§ **EXERCISE GOAL**
Whenever a line of the entries below holds the string "message", copy that line and return it.

§ **DATA**
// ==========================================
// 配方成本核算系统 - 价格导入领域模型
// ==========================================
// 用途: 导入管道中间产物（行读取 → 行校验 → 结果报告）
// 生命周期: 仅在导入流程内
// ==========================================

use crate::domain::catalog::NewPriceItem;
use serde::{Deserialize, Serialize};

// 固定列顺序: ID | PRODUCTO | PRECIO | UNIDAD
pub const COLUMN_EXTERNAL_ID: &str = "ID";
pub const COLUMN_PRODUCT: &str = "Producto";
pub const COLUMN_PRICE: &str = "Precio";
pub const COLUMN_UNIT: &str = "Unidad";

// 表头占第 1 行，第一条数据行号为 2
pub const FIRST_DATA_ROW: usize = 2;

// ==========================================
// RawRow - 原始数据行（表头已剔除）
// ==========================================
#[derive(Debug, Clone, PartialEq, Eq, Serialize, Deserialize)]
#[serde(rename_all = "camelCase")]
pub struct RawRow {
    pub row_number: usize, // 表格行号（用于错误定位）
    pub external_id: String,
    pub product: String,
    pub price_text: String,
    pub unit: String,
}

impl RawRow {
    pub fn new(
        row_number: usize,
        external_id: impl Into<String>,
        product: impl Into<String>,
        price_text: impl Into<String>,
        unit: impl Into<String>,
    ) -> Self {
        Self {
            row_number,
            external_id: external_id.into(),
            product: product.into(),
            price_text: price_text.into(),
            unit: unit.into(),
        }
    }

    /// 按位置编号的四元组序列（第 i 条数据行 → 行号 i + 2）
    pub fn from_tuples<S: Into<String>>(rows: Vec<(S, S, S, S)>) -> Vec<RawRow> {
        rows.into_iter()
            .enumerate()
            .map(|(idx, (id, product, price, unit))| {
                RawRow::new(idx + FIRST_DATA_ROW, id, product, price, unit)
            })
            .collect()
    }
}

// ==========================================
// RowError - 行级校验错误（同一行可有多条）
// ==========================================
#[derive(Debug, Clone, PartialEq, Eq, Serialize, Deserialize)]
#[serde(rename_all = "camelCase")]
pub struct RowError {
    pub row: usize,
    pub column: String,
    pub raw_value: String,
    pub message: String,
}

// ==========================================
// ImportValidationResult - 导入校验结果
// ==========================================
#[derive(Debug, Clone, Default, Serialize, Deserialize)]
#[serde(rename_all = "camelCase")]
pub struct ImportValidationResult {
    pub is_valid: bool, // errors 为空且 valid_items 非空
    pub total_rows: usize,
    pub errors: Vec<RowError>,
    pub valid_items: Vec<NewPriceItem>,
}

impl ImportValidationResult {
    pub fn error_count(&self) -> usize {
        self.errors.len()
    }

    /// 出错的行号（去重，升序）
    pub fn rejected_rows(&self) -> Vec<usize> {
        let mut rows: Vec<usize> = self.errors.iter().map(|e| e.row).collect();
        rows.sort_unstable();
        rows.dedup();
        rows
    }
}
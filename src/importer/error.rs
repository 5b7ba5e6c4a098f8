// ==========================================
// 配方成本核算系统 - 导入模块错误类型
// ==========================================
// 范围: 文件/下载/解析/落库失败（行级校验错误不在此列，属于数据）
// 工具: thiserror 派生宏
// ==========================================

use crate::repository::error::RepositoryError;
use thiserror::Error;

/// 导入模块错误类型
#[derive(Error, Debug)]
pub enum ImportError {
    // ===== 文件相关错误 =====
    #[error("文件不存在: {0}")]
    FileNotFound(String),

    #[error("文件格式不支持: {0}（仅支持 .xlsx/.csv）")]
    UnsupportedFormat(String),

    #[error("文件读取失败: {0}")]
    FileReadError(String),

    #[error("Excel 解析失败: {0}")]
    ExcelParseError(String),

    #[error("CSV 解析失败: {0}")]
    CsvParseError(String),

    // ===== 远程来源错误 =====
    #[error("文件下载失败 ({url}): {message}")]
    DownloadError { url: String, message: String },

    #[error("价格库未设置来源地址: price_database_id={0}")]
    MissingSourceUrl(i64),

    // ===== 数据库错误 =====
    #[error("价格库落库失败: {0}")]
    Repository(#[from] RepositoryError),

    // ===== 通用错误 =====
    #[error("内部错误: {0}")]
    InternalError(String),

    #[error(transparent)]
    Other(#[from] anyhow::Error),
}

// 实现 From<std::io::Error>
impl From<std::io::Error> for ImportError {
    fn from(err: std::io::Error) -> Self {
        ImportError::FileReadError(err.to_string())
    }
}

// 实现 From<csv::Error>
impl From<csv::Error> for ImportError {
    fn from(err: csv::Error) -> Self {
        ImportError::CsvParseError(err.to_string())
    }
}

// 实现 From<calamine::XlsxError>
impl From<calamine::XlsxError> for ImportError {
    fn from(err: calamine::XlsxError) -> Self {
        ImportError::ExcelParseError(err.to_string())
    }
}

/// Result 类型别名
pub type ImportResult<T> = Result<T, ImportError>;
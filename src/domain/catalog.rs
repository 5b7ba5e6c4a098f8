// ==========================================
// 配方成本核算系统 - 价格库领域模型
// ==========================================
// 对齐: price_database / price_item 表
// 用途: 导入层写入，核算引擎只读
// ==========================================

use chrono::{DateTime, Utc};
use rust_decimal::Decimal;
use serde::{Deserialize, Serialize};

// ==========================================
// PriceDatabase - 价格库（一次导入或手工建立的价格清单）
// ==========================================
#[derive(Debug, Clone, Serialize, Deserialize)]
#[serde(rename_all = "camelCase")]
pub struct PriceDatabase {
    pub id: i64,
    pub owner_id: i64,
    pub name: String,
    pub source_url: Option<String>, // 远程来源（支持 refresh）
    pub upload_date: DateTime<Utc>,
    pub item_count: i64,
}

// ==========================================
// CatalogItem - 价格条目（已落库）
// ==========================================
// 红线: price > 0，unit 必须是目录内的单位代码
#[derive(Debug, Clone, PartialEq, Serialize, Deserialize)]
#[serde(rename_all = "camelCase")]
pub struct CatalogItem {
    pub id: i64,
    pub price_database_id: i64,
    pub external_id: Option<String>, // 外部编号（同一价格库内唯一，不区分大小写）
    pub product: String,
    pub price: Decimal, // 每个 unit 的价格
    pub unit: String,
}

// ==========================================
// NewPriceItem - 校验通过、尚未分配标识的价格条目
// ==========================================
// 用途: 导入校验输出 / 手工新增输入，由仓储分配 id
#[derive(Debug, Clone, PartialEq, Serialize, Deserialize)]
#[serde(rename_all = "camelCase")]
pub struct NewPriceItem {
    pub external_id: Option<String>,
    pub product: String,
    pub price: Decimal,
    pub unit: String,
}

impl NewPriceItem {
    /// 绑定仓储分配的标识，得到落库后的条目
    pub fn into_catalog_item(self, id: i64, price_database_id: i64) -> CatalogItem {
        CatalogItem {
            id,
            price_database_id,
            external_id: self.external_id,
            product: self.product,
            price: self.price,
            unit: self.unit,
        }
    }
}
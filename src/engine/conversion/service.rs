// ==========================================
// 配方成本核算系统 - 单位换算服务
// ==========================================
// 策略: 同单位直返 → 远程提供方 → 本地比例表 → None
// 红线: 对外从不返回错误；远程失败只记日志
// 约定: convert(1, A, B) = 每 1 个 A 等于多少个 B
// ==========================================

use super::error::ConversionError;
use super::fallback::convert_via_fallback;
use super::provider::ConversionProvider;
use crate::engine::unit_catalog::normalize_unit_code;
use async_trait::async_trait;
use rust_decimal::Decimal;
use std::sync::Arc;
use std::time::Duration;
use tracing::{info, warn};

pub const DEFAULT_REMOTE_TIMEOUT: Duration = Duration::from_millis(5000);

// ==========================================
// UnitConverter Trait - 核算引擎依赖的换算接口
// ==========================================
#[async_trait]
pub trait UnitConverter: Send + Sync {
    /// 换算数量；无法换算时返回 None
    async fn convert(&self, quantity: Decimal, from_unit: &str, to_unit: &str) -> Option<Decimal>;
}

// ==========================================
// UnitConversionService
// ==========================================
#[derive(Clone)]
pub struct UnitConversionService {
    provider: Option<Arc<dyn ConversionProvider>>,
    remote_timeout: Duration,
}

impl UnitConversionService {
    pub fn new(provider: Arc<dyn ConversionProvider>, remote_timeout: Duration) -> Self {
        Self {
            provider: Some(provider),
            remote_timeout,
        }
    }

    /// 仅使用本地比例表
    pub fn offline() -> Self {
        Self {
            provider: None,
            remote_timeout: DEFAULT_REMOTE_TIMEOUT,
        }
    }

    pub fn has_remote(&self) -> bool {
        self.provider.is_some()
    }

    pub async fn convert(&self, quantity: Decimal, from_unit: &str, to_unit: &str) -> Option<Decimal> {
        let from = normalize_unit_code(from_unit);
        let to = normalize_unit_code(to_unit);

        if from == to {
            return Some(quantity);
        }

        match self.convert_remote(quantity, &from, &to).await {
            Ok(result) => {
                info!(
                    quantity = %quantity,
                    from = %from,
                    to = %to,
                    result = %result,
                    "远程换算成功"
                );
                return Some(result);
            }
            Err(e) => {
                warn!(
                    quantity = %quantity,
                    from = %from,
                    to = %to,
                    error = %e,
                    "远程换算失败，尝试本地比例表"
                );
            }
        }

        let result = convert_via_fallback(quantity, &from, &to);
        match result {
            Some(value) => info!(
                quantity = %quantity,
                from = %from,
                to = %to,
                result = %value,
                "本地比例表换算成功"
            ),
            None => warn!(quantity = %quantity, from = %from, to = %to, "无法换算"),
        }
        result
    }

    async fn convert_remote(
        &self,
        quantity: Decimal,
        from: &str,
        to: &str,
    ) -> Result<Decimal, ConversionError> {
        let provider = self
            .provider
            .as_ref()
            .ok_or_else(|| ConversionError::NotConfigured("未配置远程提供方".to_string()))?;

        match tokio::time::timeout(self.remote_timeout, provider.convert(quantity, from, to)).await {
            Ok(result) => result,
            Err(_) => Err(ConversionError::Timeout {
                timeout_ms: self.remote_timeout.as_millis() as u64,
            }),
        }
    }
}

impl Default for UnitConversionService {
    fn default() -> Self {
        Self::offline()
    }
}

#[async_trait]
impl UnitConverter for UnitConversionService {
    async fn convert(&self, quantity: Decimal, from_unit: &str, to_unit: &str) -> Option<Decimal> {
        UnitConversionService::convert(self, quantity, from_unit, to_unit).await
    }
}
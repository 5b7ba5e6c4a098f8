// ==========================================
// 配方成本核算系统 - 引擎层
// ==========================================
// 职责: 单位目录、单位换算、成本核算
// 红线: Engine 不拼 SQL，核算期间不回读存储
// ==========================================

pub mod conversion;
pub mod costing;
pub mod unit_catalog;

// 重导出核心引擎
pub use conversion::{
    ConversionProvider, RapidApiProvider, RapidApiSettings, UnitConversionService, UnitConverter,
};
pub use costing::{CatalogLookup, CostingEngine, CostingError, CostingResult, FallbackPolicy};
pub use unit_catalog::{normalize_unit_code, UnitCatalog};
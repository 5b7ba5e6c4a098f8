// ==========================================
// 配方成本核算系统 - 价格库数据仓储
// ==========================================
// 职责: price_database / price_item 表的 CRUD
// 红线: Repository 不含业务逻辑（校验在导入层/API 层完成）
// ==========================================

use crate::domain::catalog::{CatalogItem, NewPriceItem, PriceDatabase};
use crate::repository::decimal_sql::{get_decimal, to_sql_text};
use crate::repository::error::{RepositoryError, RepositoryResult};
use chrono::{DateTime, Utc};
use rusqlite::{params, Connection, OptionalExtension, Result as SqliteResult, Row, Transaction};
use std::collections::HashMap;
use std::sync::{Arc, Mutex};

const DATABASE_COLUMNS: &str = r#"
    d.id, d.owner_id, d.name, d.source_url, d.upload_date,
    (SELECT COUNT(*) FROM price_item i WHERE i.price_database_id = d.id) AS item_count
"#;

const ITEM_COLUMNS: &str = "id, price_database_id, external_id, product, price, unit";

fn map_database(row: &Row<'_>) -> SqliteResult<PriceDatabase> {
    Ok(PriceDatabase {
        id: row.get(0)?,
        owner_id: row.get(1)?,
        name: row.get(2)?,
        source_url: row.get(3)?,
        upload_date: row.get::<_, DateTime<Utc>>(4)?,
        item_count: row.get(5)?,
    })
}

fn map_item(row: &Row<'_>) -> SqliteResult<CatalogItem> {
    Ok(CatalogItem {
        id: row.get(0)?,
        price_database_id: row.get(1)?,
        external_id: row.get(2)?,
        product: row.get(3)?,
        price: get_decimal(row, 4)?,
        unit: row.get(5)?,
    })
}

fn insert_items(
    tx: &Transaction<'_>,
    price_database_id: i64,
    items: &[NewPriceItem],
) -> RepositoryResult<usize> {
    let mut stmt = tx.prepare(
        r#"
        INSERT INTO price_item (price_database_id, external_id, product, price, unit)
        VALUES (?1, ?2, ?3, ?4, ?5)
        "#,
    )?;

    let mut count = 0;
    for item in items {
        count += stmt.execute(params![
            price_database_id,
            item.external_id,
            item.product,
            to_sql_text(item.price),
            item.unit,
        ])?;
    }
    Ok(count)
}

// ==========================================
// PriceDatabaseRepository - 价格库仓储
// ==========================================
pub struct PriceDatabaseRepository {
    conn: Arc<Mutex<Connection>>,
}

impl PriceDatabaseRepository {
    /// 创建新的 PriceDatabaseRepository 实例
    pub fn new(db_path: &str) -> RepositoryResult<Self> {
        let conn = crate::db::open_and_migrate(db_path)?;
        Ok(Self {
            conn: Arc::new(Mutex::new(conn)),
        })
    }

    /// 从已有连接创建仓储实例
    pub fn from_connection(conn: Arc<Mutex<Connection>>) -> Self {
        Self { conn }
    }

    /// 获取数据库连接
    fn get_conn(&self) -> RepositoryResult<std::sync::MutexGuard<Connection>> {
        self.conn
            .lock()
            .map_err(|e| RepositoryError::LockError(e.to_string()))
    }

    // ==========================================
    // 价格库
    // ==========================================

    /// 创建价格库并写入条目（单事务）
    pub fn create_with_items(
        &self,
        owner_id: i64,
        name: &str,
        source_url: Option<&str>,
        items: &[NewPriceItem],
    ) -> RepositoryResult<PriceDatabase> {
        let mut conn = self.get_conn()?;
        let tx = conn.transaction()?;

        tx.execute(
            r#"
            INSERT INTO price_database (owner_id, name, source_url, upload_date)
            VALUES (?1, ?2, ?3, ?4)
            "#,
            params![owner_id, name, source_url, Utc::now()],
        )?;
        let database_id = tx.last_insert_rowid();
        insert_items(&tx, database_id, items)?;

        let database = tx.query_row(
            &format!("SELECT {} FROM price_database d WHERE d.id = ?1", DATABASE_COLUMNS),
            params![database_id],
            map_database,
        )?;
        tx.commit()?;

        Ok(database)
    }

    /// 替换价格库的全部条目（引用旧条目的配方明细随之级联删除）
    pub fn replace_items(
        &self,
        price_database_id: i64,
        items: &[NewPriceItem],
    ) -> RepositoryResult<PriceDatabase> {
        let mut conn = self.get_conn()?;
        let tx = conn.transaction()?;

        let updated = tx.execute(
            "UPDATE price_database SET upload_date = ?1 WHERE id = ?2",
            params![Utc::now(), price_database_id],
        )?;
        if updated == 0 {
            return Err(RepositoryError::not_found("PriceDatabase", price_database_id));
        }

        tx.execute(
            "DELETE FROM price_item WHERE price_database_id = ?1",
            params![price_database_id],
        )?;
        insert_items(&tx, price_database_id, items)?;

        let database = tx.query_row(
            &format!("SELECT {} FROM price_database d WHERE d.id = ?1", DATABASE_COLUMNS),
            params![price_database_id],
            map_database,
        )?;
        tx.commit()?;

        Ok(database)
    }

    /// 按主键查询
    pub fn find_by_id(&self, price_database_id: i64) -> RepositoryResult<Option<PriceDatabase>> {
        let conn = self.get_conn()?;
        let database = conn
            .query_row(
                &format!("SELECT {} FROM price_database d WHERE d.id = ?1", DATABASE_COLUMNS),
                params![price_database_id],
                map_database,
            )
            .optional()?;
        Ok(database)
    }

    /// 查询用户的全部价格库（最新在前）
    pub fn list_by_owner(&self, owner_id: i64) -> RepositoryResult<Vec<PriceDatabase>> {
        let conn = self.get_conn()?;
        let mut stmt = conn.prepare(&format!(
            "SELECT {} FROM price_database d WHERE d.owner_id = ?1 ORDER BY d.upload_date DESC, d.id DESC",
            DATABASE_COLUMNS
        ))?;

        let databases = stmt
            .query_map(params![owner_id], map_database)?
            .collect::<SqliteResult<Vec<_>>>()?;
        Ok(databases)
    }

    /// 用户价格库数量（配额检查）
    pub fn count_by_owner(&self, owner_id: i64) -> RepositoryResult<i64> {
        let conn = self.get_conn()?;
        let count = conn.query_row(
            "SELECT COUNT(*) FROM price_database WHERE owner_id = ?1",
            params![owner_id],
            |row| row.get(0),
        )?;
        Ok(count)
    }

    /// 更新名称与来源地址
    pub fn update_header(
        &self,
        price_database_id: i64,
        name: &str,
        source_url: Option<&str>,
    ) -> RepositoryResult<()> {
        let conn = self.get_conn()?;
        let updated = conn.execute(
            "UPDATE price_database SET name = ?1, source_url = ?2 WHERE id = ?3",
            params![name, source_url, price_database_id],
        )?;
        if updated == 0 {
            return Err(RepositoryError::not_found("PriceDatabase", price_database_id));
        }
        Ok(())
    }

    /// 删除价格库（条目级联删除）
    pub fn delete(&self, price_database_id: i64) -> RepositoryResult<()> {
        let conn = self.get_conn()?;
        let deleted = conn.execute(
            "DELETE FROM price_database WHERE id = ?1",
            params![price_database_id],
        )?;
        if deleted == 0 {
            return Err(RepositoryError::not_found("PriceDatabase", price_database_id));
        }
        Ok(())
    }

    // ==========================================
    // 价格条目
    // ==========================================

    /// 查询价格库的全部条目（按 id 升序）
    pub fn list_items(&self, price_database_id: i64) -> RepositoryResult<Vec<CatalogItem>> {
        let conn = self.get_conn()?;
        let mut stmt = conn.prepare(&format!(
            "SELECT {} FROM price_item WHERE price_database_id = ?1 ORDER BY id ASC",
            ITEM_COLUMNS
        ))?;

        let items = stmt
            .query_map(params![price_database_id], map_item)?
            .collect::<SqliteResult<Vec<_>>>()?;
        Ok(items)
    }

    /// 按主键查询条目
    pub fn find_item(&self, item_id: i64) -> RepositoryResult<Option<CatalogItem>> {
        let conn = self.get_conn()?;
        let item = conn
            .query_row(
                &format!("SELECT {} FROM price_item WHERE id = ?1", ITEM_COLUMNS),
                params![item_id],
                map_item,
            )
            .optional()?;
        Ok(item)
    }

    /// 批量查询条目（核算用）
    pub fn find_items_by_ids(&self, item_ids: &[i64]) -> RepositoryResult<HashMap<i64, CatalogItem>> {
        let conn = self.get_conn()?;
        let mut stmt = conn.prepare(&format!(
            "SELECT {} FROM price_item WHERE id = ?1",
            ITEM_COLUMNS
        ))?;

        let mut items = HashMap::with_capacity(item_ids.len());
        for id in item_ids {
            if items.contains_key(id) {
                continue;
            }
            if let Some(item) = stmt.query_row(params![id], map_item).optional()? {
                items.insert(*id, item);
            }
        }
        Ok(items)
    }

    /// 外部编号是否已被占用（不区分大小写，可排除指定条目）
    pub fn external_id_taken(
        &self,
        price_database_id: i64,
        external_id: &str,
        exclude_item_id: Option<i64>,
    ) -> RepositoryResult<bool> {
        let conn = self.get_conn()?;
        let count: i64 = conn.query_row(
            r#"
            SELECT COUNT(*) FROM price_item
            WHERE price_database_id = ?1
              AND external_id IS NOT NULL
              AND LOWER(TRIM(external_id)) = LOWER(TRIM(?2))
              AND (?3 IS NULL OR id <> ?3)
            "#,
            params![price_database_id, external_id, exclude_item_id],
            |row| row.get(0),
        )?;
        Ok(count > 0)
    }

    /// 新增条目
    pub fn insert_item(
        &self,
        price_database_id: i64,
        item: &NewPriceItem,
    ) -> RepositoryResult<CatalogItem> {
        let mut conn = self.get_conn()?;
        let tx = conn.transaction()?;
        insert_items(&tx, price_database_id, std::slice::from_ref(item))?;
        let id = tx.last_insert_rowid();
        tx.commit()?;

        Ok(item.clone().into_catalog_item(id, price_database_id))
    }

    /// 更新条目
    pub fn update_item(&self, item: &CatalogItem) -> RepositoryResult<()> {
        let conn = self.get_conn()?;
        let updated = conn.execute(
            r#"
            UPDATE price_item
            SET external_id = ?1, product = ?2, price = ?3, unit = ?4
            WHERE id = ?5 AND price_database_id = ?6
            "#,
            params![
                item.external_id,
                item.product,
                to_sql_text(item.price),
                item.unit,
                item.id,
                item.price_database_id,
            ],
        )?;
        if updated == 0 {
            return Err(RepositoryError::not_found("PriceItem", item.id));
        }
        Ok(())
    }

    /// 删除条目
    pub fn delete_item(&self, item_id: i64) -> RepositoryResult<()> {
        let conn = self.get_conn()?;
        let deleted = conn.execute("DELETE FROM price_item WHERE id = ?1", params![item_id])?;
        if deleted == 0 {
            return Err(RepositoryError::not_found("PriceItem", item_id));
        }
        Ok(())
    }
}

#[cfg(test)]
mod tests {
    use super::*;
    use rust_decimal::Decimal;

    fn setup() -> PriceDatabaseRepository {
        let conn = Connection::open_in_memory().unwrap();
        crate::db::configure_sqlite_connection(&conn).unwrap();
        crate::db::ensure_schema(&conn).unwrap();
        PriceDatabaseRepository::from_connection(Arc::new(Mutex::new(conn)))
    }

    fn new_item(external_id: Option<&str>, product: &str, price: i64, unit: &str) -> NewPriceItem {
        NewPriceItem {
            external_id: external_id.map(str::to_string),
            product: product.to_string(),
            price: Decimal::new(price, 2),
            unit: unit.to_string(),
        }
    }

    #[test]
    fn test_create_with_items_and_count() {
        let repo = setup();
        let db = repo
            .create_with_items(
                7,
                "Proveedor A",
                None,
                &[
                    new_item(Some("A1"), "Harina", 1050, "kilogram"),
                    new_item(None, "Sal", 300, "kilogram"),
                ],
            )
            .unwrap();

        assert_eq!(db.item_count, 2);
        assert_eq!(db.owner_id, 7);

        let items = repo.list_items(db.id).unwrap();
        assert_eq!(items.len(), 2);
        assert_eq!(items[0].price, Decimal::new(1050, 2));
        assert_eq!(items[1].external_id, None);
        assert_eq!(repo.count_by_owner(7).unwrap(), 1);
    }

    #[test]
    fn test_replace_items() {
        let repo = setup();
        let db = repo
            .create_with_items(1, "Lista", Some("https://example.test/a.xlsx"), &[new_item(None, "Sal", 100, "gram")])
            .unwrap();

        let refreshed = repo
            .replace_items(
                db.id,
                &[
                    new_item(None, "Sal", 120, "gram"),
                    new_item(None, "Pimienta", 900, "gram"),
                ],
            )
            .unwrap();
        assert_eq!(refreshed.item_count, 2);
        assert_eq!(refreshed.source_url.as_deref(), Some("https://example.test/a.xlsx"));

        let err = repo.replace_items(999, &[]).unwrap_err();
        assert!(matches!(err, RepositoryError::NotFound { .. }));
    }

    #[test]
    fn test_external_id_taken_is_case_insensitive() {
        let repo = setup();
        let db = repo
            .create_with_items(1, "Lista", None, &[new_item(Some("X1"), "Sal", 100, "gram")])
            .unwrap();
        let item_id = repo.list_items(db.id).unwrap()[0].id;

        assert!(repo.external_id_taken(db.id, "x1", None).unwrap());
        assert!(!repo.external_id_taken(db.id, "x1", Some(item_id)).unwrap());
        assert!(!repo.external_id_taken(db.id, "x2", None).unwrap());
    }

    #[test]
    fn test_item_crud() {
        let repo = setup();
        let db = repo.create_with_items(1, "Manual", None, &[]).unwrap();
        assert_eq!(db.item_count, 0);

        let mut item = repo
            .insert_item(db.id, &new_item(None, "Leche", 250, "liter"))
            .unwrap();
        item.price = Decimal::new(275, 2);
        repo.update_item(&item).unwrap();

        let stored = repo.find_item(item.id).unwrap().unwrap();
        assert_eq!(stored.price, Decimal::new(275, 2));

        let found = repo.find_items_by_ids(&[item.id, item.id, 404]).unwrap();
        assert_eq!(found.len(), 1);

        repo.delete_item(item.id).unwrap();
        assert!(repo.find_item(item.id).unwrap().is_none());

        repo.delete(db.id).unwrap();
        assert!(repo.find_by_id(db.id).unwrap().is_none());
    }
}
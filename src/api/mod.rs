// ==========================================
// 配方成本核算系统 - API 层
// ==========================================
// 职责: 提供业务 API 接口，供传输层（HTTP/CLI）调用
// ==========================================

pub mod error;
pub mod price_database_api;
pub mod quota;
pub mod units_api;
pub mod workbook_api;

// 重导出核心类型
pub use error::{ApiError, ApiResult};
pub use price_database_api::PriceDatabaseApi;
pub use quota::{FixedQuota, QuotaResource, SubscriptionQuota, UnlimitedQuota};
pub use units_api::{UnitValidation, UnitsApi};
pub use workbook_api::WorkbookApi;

§ **RESPONSE TO THIS TASK**
    pub message: String,
    #[error("文件下载失败 ({url}): {message}")]
    DownloadError { url: String, message: String },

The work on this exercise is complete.